▼▼▼
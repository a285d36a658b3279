use std::path::Path;

use super::entry::DirEntry;
use super::error::{FsError, FsResult};

/// Lists the immediate children of `dir`, directories first, then by
/// case-insensitive name. Hidden entries are included.
pub fn list_dir(dir: &Path) -> FsResult<Vec<DirEntry>> {
  let read_dir = std::fs::read_dir(dir).map_err(|e| FsError::listing(dir, e))?;

  let mut entries = Vec::new();
  for entry in read_dir {
    let entry = entry.map_err(|e| FsError::listing(dir, e))?;
    entries.push(DirEntry::from_path(entry.path()));
  }

  sort_entries(&mut entries);
  Ok(entries)
}

pub fn sort_entries(entries: &mut [DirEntry]) {
  entries.sort_by(|a, b| {
    b.is_dir()
      .cmp(&a.is_dir())
      .then_with(|| a.name.to_lowercase().cmp(&b.name.to_lowercase()))
      .then_with(|| a.name.cmp(&b.name))
  });
}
▲▲▲
Work instructions: For the material, work out how many lines hold the string "name". Your reply must be the number alone.

Result of this task: 3